Roe Serpas au travail dans son studio de PortlandAvec l’aimable autorisation de Little Tomato Glass

Pourtant, Serpas n’était pas convaincu que l’art puisse être son gagne-pain – avec un frère ingénieur et une sœur travaillant dans la finance, devenir sculpteur semblait à peine suivre les traces des chemins pratiques de ses frères et sœurs aînés. “J’étais comme, je dois gagner de l’argent – ​​je ne veux pas être un artiste”, dit-il en plaisantant. Mais son intérêt pour l’artisanat a finalement éclipsé cette ligne de pensée, et à la sortie de l’université, il a commencé à travailler aux côtés d’autres souffleurs de verre en Californie, apprenant les différentes techniques qui serviraient plus tard sa propre pratique.

Il décrit le processus de soufflage du verre comme une danse – un pas de chat d’air, de verre fondu et de torsions habiles du poignet qui aboutissent miraculeusement à des finitions cannelées et affleurantes. Et Serpas ne s’en lasse pas depuis 15 ans qu’il maîtrise son métier. Après avoir déménagé à Portland en 2014, il a travaillé dans divers studios avant de finalement lancer le sien, Little Tomato Glass (du nom du Shih Tzu de sa famille), en novembre 2019, profitant d’un ancien studio de souffleur de verre qui avait fait son entrée sur le marché. Avec un ami artiste verrier, Serpas a acheté le studio et est parti de là.

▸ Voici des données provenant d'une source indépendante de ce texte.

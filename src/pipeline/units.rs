//! Phase 2: exercises for a single unit (with prior-unit context) or for a batch of units.

use std::collections::HashSet;

use crate::cleanup::clean_game_title;
use crate::error::{PipelineError, Result};
use crate::games::{self, Difficulty, GameType};
use crate::generation::schema::{self, BatchResponse, RawGame, UnitGamesResponse};
use crate::generation::{GenerationClient, Material};
use crate::models::{GeneratedGame, GeneratedUnit};
use crate::pipeline::batches::UnitBatch;
use crate::pipeline::titles::CourseMetadata;

/// How many games of each earlier unit are shown as context.
pub(crate) const CONTEXT_SAMPLE_GAMES: usize = 2;

const GAMES_SYSTEM: &str = "You write short interactive exercises for a course unit. Each \
exercise is one of: multiple_choice, quiz, fill_blank, matching. Mix the types, keep every \
exercise answerable from the material, and raise difficulty gradually.";

/// A unit to generate; `index` is 1-based within the round.
#[derive(Debug, Clone, PartialEq)]
pub struct UnitSpec {
    pub index: usize,
    pub title: String,
    pub description: String,
}

/// Shared inputs for every Phase-2 call of a round.
#[derive(Debug, Clone)]
pub struct UnitRequestContext<'a> {
    pub course: &'a CourseMetadata,
    pub material: &'a Material,
    pub games_per_unit: usize,
}

fn type_list() -> String {
    games::kinds()
        .iter()
        .map(|k| k.name())
        .collect::<Vec<_>>()
        .join(", ")
}

fn format_rules(games_per_unit: usize) -> String {
    format!(
        "Return exactly {games_per_unit} games per unit. Allowed gameType values: {}. \
         For fill_blank, mark each blank in the text with ___ and list one answer per blank in order. \
         For multiple_choice, correctAnswer is the zero-based index of the right option. \
         For matching, pair every left item with exactly one right item. \
         Game titles must not mention unit numbers.",
        type_list()
    )
}

fn course_header(ctx: &UnitRequestContext<'_>) -> String {
    format!(
        "Course: {}\nAbout: {}",
        ctx.course.title, ctx.course.description
    )
}

fn append_material(prompt: &mut String, material: &Material) {
    if !material.text.is_empty() {
        prompt.push_str("\n\nMaterial:\n");
        prompt.push_str(&material.text);
    }
}

fn describe_game(game: &GeneratedGame) -> String {
    format!(
        "{} [{}]: {}",
        game.title,
        game.content.game_type().as_str(),
        game.content.payload()
    )
}

/// Sequential prompt: titles and sample games of every earlier unit for continuity.
fn unit_prompt(ctx: &UnitRequestContext<'_>, spec: &UnitSpec, previous: &[GeneratedUnit]) -> String {
    let mut prompt = course_header(ctx);
    if !previous.is_empty() {
        prompt.push_str("\n\nEarlier units (do not repeat their exercises):");
        for (i, u) in previous.iter().enumerate() {
            prompt.push_str(&format!("\n{}. {}", i + 1, u.title));
            for g in u.games.iter().take(CONTEXT_SAMPLE_GAMES) {
                prompt.push_str("\n   - ");
                prompt.push_str(&describe_game(g));
            }
        }
    }
    prompt.push_str(&format!(
        "\n\nWrite the exercises for unit {}: \"{}\" - {}\n{}",
        spec.index,
        spec.title,
        spec.description,
        format_rules(ctx.games_per_unit)
    ));
    append_material(&mut prompt, ctx.material);
    prompt
}

fn batch_prompt(ctx: &UnitRequestContext<'_>, specs: &[UnitSpec]) -> String {
    let mut prompt = course_header(ctx);
    prompt.push_str("\n\nWrite the exercises for each of these units. Use the given unitIndex values:");
    for s in specs {
        prompt.push_str(&format!("\n- unitIndex {}: \"{}\" - {}", s.index, s.title, s.description));
    }
    prompt.push('\n');
    prompt.push_str(&format_rules(ctx.games_per_unit));
    append_material(&mut prompt, ctx.material);
    prompt
}

/// Type dispatch, shape validation and title cleanup for one raw game.
pub fn validate_game(raw: RawGame) -> Result<GeneratedGame> {
    let game_type = GameType::parse(&raw.game_type)
        .ok_or_else(|| PipelineError::validation(format!("unknown game type {:?}", raw.game_type)))?;
    let difficulty_level = Difficulty::parse(&raw.difficulty_level).ok_or_else(|| {
        PipelineError::validation(format!("unknown difficulty {:?}", raw.difficulty_level))
    })?;
    let content = games::kind_for(game_type)
        .parse(raw.content)
        .map_err(|e| PipelineError::validation(format!("{}: {e}", game_type.as_str())))?;
    let title = clean_game_title(&raw.title);
    if title.is_empty() {
        return Err(PipelineError::validation(format!(
            "game title {:?} is empty after cleanup",
            raw.title
        )));
    }
    Ok(GeneratedGame {
        title,
        difficulty_level,
        content,
    })
}

/// Validate one unit's worth of games: exact count, every game well-formed.
pub fn validate_unit_games(title: &str, raw: Vec<RawGame>, games_per_unit: usize) -> Result<GeneratedUnit> {
    if raw.len() != games_per_unit {
        return Err(PipelineError::validation(format!(
            "unit {title:?}: expected {games_per_unit} games, got {}",
            raw.len()
        )));
    }
    let games = raw
        .into_iter()
        .map(validate_game)
        .collect::<Result<Vec<_>>>()
        .map_err(|e| PipelineError::validation(format!("unit {title:?}: {e}")))?;
    Ok(GeneratedUnit {
        title: title.to_string(),
        games,
    })
}

pub async fn generate_unit(
    client: &GenerationClient,
    ctx: &UnitRequestContext<'_>,
    spec: &UnitSpec,
    previous: &[GeneratedUnit],
) -> Result<GeneratedUnit> {
    let request = client.build_request(
        GAMES_SYSTEM,
        unit_prompt(ctx, spec, previous),
        Some(ctx.material),
        schema::unit_games_schema(),
    );
    let resp: UnitGamesResponse = client.generate(request).await?;
    validate_unit_games(&spec.title, resp.games, ctx.games_per_unit)
}

/// Check that a batch response covers exactly the requested indices, then validate each unit.
pub fn batch_from_response(specs: &[UnitSpec], resp: BatchResponse, games_per_unit: usize) -> Result<UnitBatch> {
    let wanted: HashSet<usize> = specs.iter().map(|s| s.index).collect();
    let mut seen = HashSet::new();
    for u in &resp.units {
        if !wanted.contains(&u.unit_index) {
            return Err(PipelineError::validation(format!(
                "batch returned unexpected unit index {}",
                u.unit_index
            )));
        }
        if !seen.insert(u.unit_index) {
            return Err(PipelineError::validation(format!(
                "batch returned unit index {} twice",
                u.unit_index
            )));
        }
    }
    if seen.len() != wanted.len() {
        let mut missing: Vec<usize> = wanted.difference(&seen).copied().collect();
        missing.sort_unstable();
        return Err(PipelineError::validation(format!("batch is missing unit indices {missing:?}")));
    }

    let mut batch = UnitBatch {
        unit_indices: Vec::with_capacity(specs.len()),
        units: Vec::with_capacity(specs.len()),
    };
    for u in resp.units {
        let Some(spec) = specs.iter().find(|s| s.index == u.unit_index) else {
            continue;
        };
        batch.units.push(validate_unit_games(&spec.title, u.games, games_per_unit)?);
        batch.unit_indices.push(u.unit_index);
    }
    Ok(batch)
}

pub async fn generate_batch(
    client: &GenerationClient,
    ctx: &UnitRequestContext<'_>,
    specs: &[UnitSpec],
) -> Result<UnitBatch> {
    let request = client.build_request(
        GAMES_SYSTEM,
        batch_prompt(ctx, specs),
        Some(ctx.material),
        schema::batch_schema(),
    );
    let resp: BatchResponse = client.generate(request).await?;
    batch_from_response(specs, resp, ctx.games_per_unit)
}

#[cfg(test)]
mod tests {
    use super::*;
    use crate::generation::schema::BatchUnit;
    use crate::generation::testing::FnService;
    use serde_json::json;
    use std::sync::Arc;

    fn raw_quiz(title: &str) -> RawGame {
        RawGame {
            title: title.into(),
            game_type: "quiz".into(),
            difficulty_level: "easy".into(),
            content: json!({ "question": "What is 2+2?", "correctAnswer": "4" }),
        }
    }

    fn specs(indices: &[usize]) -> Vec<UnitSpec> {
        indices
            .iter()
            .map(|&i| UnitSpec {
                index: i,
                title: format!("T{i}"),
                description: "d".into(),
            })
            .collect()
    }

    #[test]
    fn game_titles_are_cleaned() {
        let g = validate_game(raw_quiz("Unit 3 Game 1: Sums (Easy)")).unwrap();
        assert_eq!(g.title, "Sums");
    }

    #[test]
    fn capitalized_type_names_are_accepted() {
        let raw = RawGame {
            game_type: "Quiz".into(),
            difficulty_level: "Medium".into(),
            ..raw_quiz("Sums")
        };
        let g = validate_game(raw).unwrap();
        assert_eq!(g.content.game_type(), GameType::Quiz);
        assert_eq!(g.difficulty_level, Difficulty::Medium);
    }

    #[test]
    fn wrong_game_count_fails_the_unit() {
        let err = validate_unit_games("T", vec![raw_quiz("a")], 2).unwrap_err();
        assert!(matches!(err, PipelineError::Validation(_)));
    }

    #[test]
    fn malformed_content_fails_the_unit() {
        let mut bad = raw_quiz("b");
        bad.game_type = "multiple_choice".into();
        assert!(validate_unit_games("T", vec![raw_quiz("a"), bad], 2).is_err());
    }

    #[test]
    fn batch_must_cover_exactly_its_indices() {
        let s = specs(&[4, 5]);
        let one = BatchResponse {
            units: vec![BatchUnit { unit_index: 4, games: vec![raw_quiz("a")] }],
        };
        assert!(batch_from_response(&s, one, 1).is_err());

        let dup = BatchResponse {
            units: vec![
                BatchUnit { unit_index: 4, games: vec![raw_quiz("a")] },
                BatchUnit { unit_index: 4, games: vec![raw_quiz("b")] },
            ],
        };
        assert!(batch_from_response(&s, dup, 1).is_err());

        let ok = BatchResponse {
            units: vec![
                BatchUnit { unit_index: 5, games: vec![raw_quiz("b")] },
                BatchUnit { unit_index: 4, games: vec![raw_quiz("a")] },
            ],
        };
        let batch = batch_from_response(&s, ok, 1).unwrap();
        assert_eq!(batch.unit_indices, vec![5, 4]);
        assert_eq!(batch.units[0].title, "T5");
    }

    #[tokio::test]
    async fn sequential_prompt_carries_two_sample_games_per_earlier_unit() {
        let service = Arc::new(FnService::new(|_| {
            Ok(json!({ "games": [{
                "title": "New", "gameType": "quiz", "difficultyLevel": "medium",
                "content": { "question": "q", "correctAnswer": "a" }
            }] }))
        }));
        let client = GenerationClient::new(service.clone(), "m", "v");
        let course = CourseMetadata { title: "Biology".into(), description: "Life".into() };
        let material = Material::default();
        let ctx = UnitRequestContext { course: &course, material: &material, games_per_unit: 1 };

        let prev = GeneratedUnit {
            title: "Cells".into(),
            games: ["g1", "g2", "g3"]
                .iter()
                .map(|t| validate_game(raw_quiz(t)).unwrap())
                .collect(),
        };
        let out = generate_unit(&client, &ctx, &specs(&[2])[0], &[prev]).await.unwrap();
        assert_eq!(out.games.len(), 1);

        let prompt = service.requests.lock()[0].prompt.clone();
        assert!(prompt.contains("Course: Biology"));
        assert!(prompt.contains("1. Cells"));
        assert!(prompt.contains("g1 [quiz]") && prompt.contains("g2 [quiz]"));
        assert!(!prompt.contains("g3 [quiz]"));
    }
}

Pourquoi ce souffleur de verre de Portland tarde à se qualifier d'artiste

Le vase Pineapple Buddies dans le coloris Olive, de Little Tomato GlassKris Lebeouf

Lui seul fabrique chaque pièce qu’il vend, calibrant les coloris pour s’aligner sur le slogan de l’entreprise : mignon, amusant et fonctionnel. « C’est un sentiment que nous essayons d’évoquer avec toutes les couleurs », dit Serpas. « En tant que fabricant, je collectionne et j’achète des choses que je trouve vraiment cool. » Des vases effrontés aux teintes joyeuses aux verres à pois, ses pièces ont une remarquable capacité à capter et à diffuser la lumière sur n’importe quelle étagère ou table, projetant des faisceaux lumineux des couleurs uniques qu’il mélange à la main. (Il produit de 70 à 100 de ses vases les plus populaires chaque semaine à ce stade.) Lorsque la pandémie est arrivée, Serpas s’est penché sur son métier comme son évasion «zen», et tout en étant une opération en solo, cela pourrait limiter la plupart des fabricants de exécutant de grosses commandes, il a réussi à produire pièce après pièce, réprimant la demande vertigineuse de l’ère de la pandémie. « J’ai lu quelque chose récemment dans le New York Times à propos de la céramique, et ce qui ressort, c’est qu’en ce moment, depuis que le toucher est devenu si tabou, l’utilisation d’objets faits à la main a aidé à combler un vide », dit-il.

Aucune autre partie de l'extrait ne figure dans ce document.